3.本件契約に建物買取請求権を排除する旨の特約が定められていない場合、本件契約が終了したときは、その終了事由のいかんにかかわらず、BはAに対してBが甲土地上に所有している建物を時価で買い取るべきことを請求することができる。
4.本件契約がBの居住のための建物を所有する目的であり契約の更新がない旨を定めていない契約であって、期間満了する場合において甲土地上に建物があり、Bが契約の更新を請求したとしても、Aが遅滞なく異議を述べ、その異議に更新を拒絶する正当な事由があると認められる場合は、本件契約は更新されない。
解説
1 誤り。
借地契約では、地代を減額しない旨の特約は無効である。
したがって、そのような特約があっても、地代が近隣の相場と比べて不相当になったときは、借主は地代の減額請求をすることができる。
2 誤り。
賃貸アパートは人が居住する建物なので、事業用定期借地権等は使えない。
この場合に考えるのは一般定期借地権や建物譲渡特約付借地権であり、公正証書が絶対必要というわけではない。 現行法でも、事業用定期借地権等は専ら事業の用に供する建物が対象である。
3 誤り。
建物買取請求権は、借地権の存続期間が満了し、かつ契約の更新がないときに問題となる。

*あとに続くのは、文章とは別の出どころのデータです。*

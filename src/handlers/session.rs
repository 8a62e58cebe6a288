//! Session control for the UI: start, stop, status and transcript.

use crate::{error::AppError, state::AppState};
use actix_web::{web, HttpResponse};
use serde_json::json;
use tracing::info;

/// `POST /api/v1/session/start`
///
/// Waits until the backend session is ready (or failed). 409 while a session is live,
/// 503 when the microphone cannot be opened, 502 when the backend refuses.
pub async fn start_session(state: web::Data<AppState>) -> Result<HttpResponse, AppError> {
    let snapshot = state.coach.start().await?;
    info!("Session started via HTTP: {:?}", snapshot.session_id);

    Ok(HttpResponse::Ok().json(json!({
        "status": "success",
        "timestamp": chrono::Utc::now().to_rfc3339(),
        "session": snapshot
    })))
}

/// `POST /api/v1/session/stop`, always succeeds.
pub async fn stop_session(state: web::Data<AppState>) -> HttpResponse {
    let snapshot = state.coach.stop();

    HttpResponse::Ok().json(json!({
        "status": "success",
        "timestamp": chrono::Utc::now().to_rfc3339(),
        "session": snapshot
    }))
}

pub async fn get_session(state: web::Data<AppState>) -> HttpResponse {
    HttpResponse::Ok().json(state.coach.snapshot())
}

pub async fn get_transcript(state: web::Data<AppState>) -> HttpResponse {
    let entries = state.coach.transcript();

    HttpResponse::Ok().json(json!({
        "timestamp": chrono::Utc::now().to_rfc3339(),
        "count": entries.len(),
        "entries": entries
    }))
}
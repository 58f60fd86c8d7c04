//! Interlock: blocking concurrency primitives for in-process
//! multi-threaded programs.
//!
//! # Overview
//!
//! Everything here is built from the platform's blocking mutex,
//! condition-variable, and reader-writer primitives; there is no async,
//! no lock-free machinery, and no cross-process coordination. What the
//! crate adds on top is discipline: lock acquisition orders that cannot
//! deadlock, instrumentation that catches the orders that can, and
//! structured lifecycles for queues and worker pools.
//!
//! # Components
//!
//! - [`sync::HierarchicalMutex`]: mutex that refuses acquisition
//!   violating a declared total order on levels — deadlock freedom by
//!   construction.
//! - [`sync::WaitGraph`] + [`sync::TrackedMutex`]: live wait-for graph
//!   with on-demand cycle detection — deadlock detection after the fact.
//! - [`queue::BoundedQueue`]: fixed-capacity FIFO with blocking produce
//!   and consume.
//! - [`cache::RwCache`]: shared-read / exclusive-write map with
//!   read-through population from an injected loader.
//! - [`pool::PriorityPool`]: fixed worker set drawing from a max-heap of
//!   tasks with deadlines, cancellation, one-shot result futures, and
//!   graceful shutdown.
//!
//! # Guard discipline
//!
//! Every lock in this crate hands out an RAII guard; release runs on
//! every exit path from the enclosing scope, panics included. Errors
//! that reflect caller misuse ([`sync::HierarchyError`],
//! [`pool::SubmitError`]) are reported synchronously; errors arising
//! inside a pool task are captured and delivered through the task's
//! [`pool::TaskHandle`].

#![forbid(unsafe_code)]
#![warn(missing_docs)]
#![warn(clippy::pedantic)]
#![warn(clippy::nursery)]
#![allow(clippy::missing_panics_doc)]
#![allow(clippy::missing_errors_doc)]
#![allow(clippy::missing_const_for_fn)]

pub mod cache;
pub mod pool;
pub mod queue;
pub mod sync;
pub mod test_utils;

pub use cache::RwCache;
pub use pool::{PoolStats, PriorityPool, SubmitError, TaskError, TaskHandle};
pub use queue::BoundedQueue;
pub use sync::{
    HierarchicalGuard, HierarchicalMutex, HierarchyError, LockId, TrackedGuard, TrackedMutex,
    WaitGraph,
};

したがって、債務不履行解除や合意解除など、終了事由を問わず常に請求できるわけではない。
4 正しい。
本件は契約の更新がない旨を定めていないので普通借地権である。
普通借地権では、存続期間満了時に借地上に建物があり、借主が更新請求をしたときは、貸主が遅滞なく異議を述べない限り更新されるが、遅滞なく異議を述べ、その異議に更新拒絶の正当事由があると認められる場合には更新されない。